Background: Renewable resource provisioning, especially agricultural production, requires stable ecosystem functions provided by sufficient water and nutrients but also various facets of biodiversity. However, neither is biodiversity considered in renewable resource models [6,7] nor is it applied in high-level global scale assessments, for instance, on food provisioning and biodiversity. This feedback between efforts spent to obtain resources (such as applying fertilizers, pesticides, labour, technology etc.) and the decline of biodiversity-based ecosystem functions—the so-called biodiversity-production mutualism [1]—acknowledges this essential feedback. It can be described as a non-linear, non-monotonic, and likely hump-shaped version of the law of diminishing marginal returns [8] and is the critical gap in understanding resource production systems [1]. Second, a portfolio effect [9] suggests that a larger number of different resources supports the long-term stability of resource production, denoted as resource-use diversity (RUD). However, multiple resources are rarely considered in renewable resource models. Third, numerous resources are also prone to be exchanged or traded between resource users, communities, societies, countries or regions. Trade favours local specialization and provides availability to numerous different resources accessible across the globe [10]. Trade can lead to a stabilization of production and can also result in a homogenization of resources, i.e., a decline in resource diversity [11] but trade is also is a driver of declining biodiversity [12]. This different consequence makes the exchange of resources through trade a double-edged sword: It is the starting point for an entirely new quality of resource-use problems.    

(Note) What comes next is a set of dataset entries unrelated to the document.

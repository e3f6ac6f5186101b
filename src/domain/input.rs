//! Clinical input record for heart-disease risk scoring.
//!
//! The 13 fields follow the Cleveland heart-disease dataset naming. Every field
//! is optional: values that are missing or not numeric are carried as `None`
//! and simply never match a scoring rule.

use serde::ser::SerializeMap;
use serde::{Deserialize, Serialize, Serializer};
use serde_json::{Map, Value};

/// Names of the clinical fields, in rule-evaluation order.
#[derive(Debug, Clone, Copy, PartialEq, Eq, Hash)]
pub enum ClinicalField {
    /// Age in years
    Age,
    /// Sex: 1 = male, 0 = female
    Sex,
    /// Chest-pain category (0 = typical angina, 1 = atypical, 2 = non-anginal, 3 = asymptomatic)
    ChestPain,
    /// Resting blood pressure in mmHg
    RestingBloodPressure,
    /// Serum cholesterol in mg/dl
    Cholesterol,
    /// Fasting blood sugar > 120 mg/dl: 0 = no, 1 = yes
    FastingBloodSugar,
    /// Resting ECG (0 = normal, 1 = ST-T abnormality, 2 = LV hypertrophy)
    RestingEcg,
    /// Maximum heart rate achieved
    MaxHeartRate,
    /// Exercise-induced angina: 0 = no, 1 = yes
    ExerciseAngina,
    /// ST depression induced by exercise relative to rest
    StDepression,
    /// Slope of the peak exercise ST segment (0 = up, 1 = flat, 2 = down)
    StSlope,
    /// Number of major vessels colored by fluoroscopy (0-4)
    MajorVessels,
    /// Thalassemia (0 = unknown, 1 = fixed defect, 2 = reversible defect, 3 = normal)
    Thalassemia,
}

impl ClinicalField {
    /// All fields in canonical order.
    pub const ALL: [ClinicalField; 13] = [
        Self::Age,
        Self::Sex,
        Self::ChestPain,
        Self::RestingBloodPressure,
        Self::Cholesterol,
        Self::FastingBloodSugar,
        Self::RestingEcg,
        Self::MaxHeartRate,
        Self::ExerciseAngina,
        Self::StDepression,
        Self::StSlope,
        Self::MajorVessels,
        Self::Thalassemia,
    ];

    /// Wire name of the field (lowercase dataset identifier).
    #[must_use]
    pub fn name(&self) -> &'static str {
        match self {
            Self::Age => "age",
            Self::Sex => "sex",
            Self::ChestPain => "cp",
            Self::RestingBloodPressure => "trestbps",
            Self::Cholesterol => "chol",
            Self::FastingBloodSugar => "fbs",
            Self::RestingEcg => "restecg",
            Self::MaxHeartRate => "thalach",
            Self::ExerciseAngina => "exang",
            Self::StDepression => "oldpeak",
            Self::StSlope => "slope",
            Self::MajorVessels => "ca",
            Self::Thalassemia => "thal",
        }
    }

    /// Look up a field by its wire name.
    #[must_use]
    pub fn from_name(name: &str) -> Option<Self> {
        Self::ALL.iter().copied().find(|f| f.name() == name)
    }
}

impl std::fmt::Display for ClinicalField {
    fn fmt(&self, f: &mut std::fmt::Formatter<'_>) -> std::fmt::Result {
        f.write_str(self.name())
    }
}

/// Clinical measurements for one assessment.
///
/// Deserialization is permissive: numbers are taken as-is, numeric strings are
/// parsed, and anything else (including unknown keys) is dropped. A request
/// body therefore never fails to parse because of a single bad value.
#[derive(Debug, Clone, Default, PartialEq, Deserialize)]
#[serde(from = "Map<String, Value>")]
pub struct ClinicalInput {
    pub age: Option<f64>,
    pub sex: Option<f64>,
    pub cp: Option<f64>,
    pub trestbps: Option<f64>,
    pub chol: Option<f64>,
    pub fbs: Option<f64>,
    pub restecg: Option<f64>,
    pub thalach: Option<f64>,
    pub exang: Option<f64>,
    pub oldpeak: Option<f64>,
    pub slope: Option<f64>,
    pub ca: Option<f64>,
    pub thal: Option<f64>,
}

impl ClinicalInput {
    /// Build an input from values given in canonical field order.
    ///
    /// # Errors
    /// Returns error if the slice does not hold exactly 13 values.
    pub fn from_slice(values: &[f64]) -> Result<Self, String> {
        if values.len() != ClinicalField::ALL.len() {
            return Err(format!(
                "Expected {} clinical values, got {}",
                ClinicalField::ALL.len(),
                values.len()
            ));
        }

        Ok(ClinicalField::ALL
            .iter()
            .zip(values)
            .fold(Self::default(), |input, (field, value)| input.with(*field, *value)))
    }

    /// Build an input from a JSON object, coercing each known field.
    ///
    /// Keys that name no clinical field are ignored.
    #[must_use]
    pub fn from_fields(fields: &Map<String, Value>) -> Self {
        let mut input = Self::default();
        for (key, value) in fields {
            if let Some(field) = ClinicalField::from_name(key) {
                *input.slot_mut(field) = coerce_number(value);
            }
        }
        input
    }

    /// Parse an input from JSON text.
    ///
    /// # Errors
    /// Returns error if the text is not a JSON object.
    pub fn from_json_str(text: &str) -> Result<Self, serde_json::Error> {
        serde_json::from_str(text)
    }

    /// Return a copy with `field` set to `value`.
    #[must_use]
    pub fn with(mut self, field: ClinicalField, value: f64) -> Self {
        *self.slot_mut(field) = Some(value);
        self
    }

    /// Return a copy with `field` cleared.
    #[must_use]
    pub fn without(mut self, field: ClinicalField) -> Self {
        *self.slot_mut(field) = None;
        self
    }

    /// Value of a field, if present.
    #[must_use]
    pub fn get(&self, field: ClinicalField) -> Option<f64> {
        match field {
            ClinicalField::Age => self.age,
            ClinicalField::Sex => self.sex,
            ClinicalField::ChestPain => self.cp,
            ClinicalField::RestingBloodPressure => self.trestbps,
            ClinicalField::Cholesterol => self.chol,
            ClinicalField::FastingBloodSugar => self.fbs,
            ClinicalField::RestingEcg => self.restecg,
            ClinicalField::MaxHeartRate => self.thalach,
            ClinicalField::ExerciseAngina => self.exang,
            ClinicalField::StDepression => self.oldpeak,
            ClinicalField::StSlope => self.slope,
            ClinicalField::MajorVessels => self.ca,
            ClinicalField::Thalassemia => self.thal,
        }
    }

    fn slot_mut(&mut self, field: ClinicalField) -> &mut Option<f64> {
        match field {
            ClinicalField::Age => &mut self.age,
            ClinicalField::Sex => &mut self.sex,
            ClinicalField::ChestPain => &mut self.cp,
            ClinicalField::RestingBloodPressure => &mut self.trestbps,
            ClinicalField::Cholesterol => &mut self.chol,
            ClinicalField::FastingBloodSugar => &mut self.fbs,
            ClinicalField::RestingEcg => &mut self.restecg,
            ClinicalField::MaxHeartRate => &mut self.thalach,
            ClinicalField::ExerciseAngina => &mut self.exang,
            ClinicalField::StDepression => &mut self.oldpeak,
            ClinicalField::StSlope => &mut self.slope,
            ClinicalField::MajorVessels => &mut self.ca,
            ClinicalField::Thalassemia => &mut self.thal,
        }
    }

    /// Fields that are absent.
    #[must_use]
    pub fn missing_fields(&self) -> Vec<ClinicalField> {
        ClinicalField::ALL
            .iter()
            .copied()
            .filter(|f| self.get(*f).is_none())
            .collect()
    }

    /// Check that every field is present and within its clinical range.
    ///
    /// This is the caller's gate before scoring; the evaluator itself accepts
    /// anything.
    ///
    /// # Errors
    /// Returns all validation errors as a vector of strings.
    pub fn validate(&self) -> Result<(), Vec<String>> {
        let mut errors = Vec::new();

        for field in ClinicalField::ALL {
            let Some(value) = self.get(field) else {
                errors.push(format!("Missing field: {field}"));
                continue;
            };

            let (min, max, whole) = valid_range(field);
            if !(min..=max).contains(&value) {
                errors.push(format!("{field} {value} out of range [{min}, {max}]"));
            } else if whole && value.fract() != 0.0 {
                errors.push(format!("{field} {value} must be a whole number"));
            }
        }

        if errors.is_empty() {
            Ok(())
        } else {
            Err(errors)
        }
    }
}

/// Accepted range per field: (min, max, whole numbers only).
fn valid_range(field: ClinicalField) -> (f64, f64, bool) {
    match field {
        ClinicalField::Age => (1.0, 120.0, false),
        ClinicalField::Sex | ClinicalField::FastingBloodSugar | ClinicalField::ExerciseAngina => {
            (0.0, 1.0, true)
        }
        ClinicalField::ChestPain | ClinicalField::Thalassemia => (0.0, 3.0, true),
        ClinicalField::RestingBloodPressure => (50.0, 250.0, false),
        ClinicalField::Cholesterol => (50.0, 700.0, false),
        ClinicalField::RestingEcg | ClinicalField::StSlope => (0.0, 2.0, true),
        ClinicalField::MaxHeartRate => (40.0, 250.0, false),
        ClinicalField::StDepression => (0.0, 10.0, false),
        ClinicalField::MajorVessels => (0.0, 4.0, true),
    }
}

/// Coerce a JSON value to a finite number.
///
/// Form fields arrive as text, so numeric strings are accepted.
fn coerce_number(value: &Value) -> Option<f64> {
    let n = match value {
        Value::Number(n) => n.as_f64(),
        Value::String(s) => s.trim().parse::<f64>().ok(),
        _ => None,
    }?;
    n.is_finite().then_some(n)
}

impl From<Map<String, Value>> for ClinicalInput {
    fn from(fields: Map<String, Value>) -> Self {
        Self::from_fields(&fields)
    }
}

impl Serialize for ClinicalInput {
    fn serialize<S: Serializer>(&self, serializer: S) -> Result<S::Ok, S::Error> {
        let present: Vec<(ClinicalField, f64)> = ClinicalField::ALL
            .iter()
            .filter_map(|f| self.get(*f).map(|v| (*f, v)))
            .collect();

        let mut map = serializer.serialize_map(Some(present.len()))?;
        for (field, value) in present {
            map.serialize_entry(field.name(), &value)?;
        }
        map.end()
    }
}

Your Task: This project is supposed to conduct a synthesis of theories and follows a theoretical, conceptual modelling approach to implement renewable resource-use models that consider feedback through the biodiversity-production mutualism [1]. By solving the resulting optimum resource-use problems, hypotheses on the existence of different harvesting strategies are tested that are supposed to define new generic solutions of sustainable biodiversity-friendly resource use. The position will develop the conceptual models and based its work on available data-sets from global to the case study, either in collaboration with scientists at UFZ and/or based on meta-analytic approaches. Given the experiences of the candidate, one or more of the following research questions should be tackled and answered

  • Is there a medium level of optimum efforts that maintain a sufficient level of biodiversity and ecosystem function while at the same time optimizing yields?
  • Is stability improved when producing fewer resources in large amounts (low evenness) or a larger number with lesser amounts (high evenness)?
  • How will these results change if different traits of biodiversity production mutualism feedback are incorporated?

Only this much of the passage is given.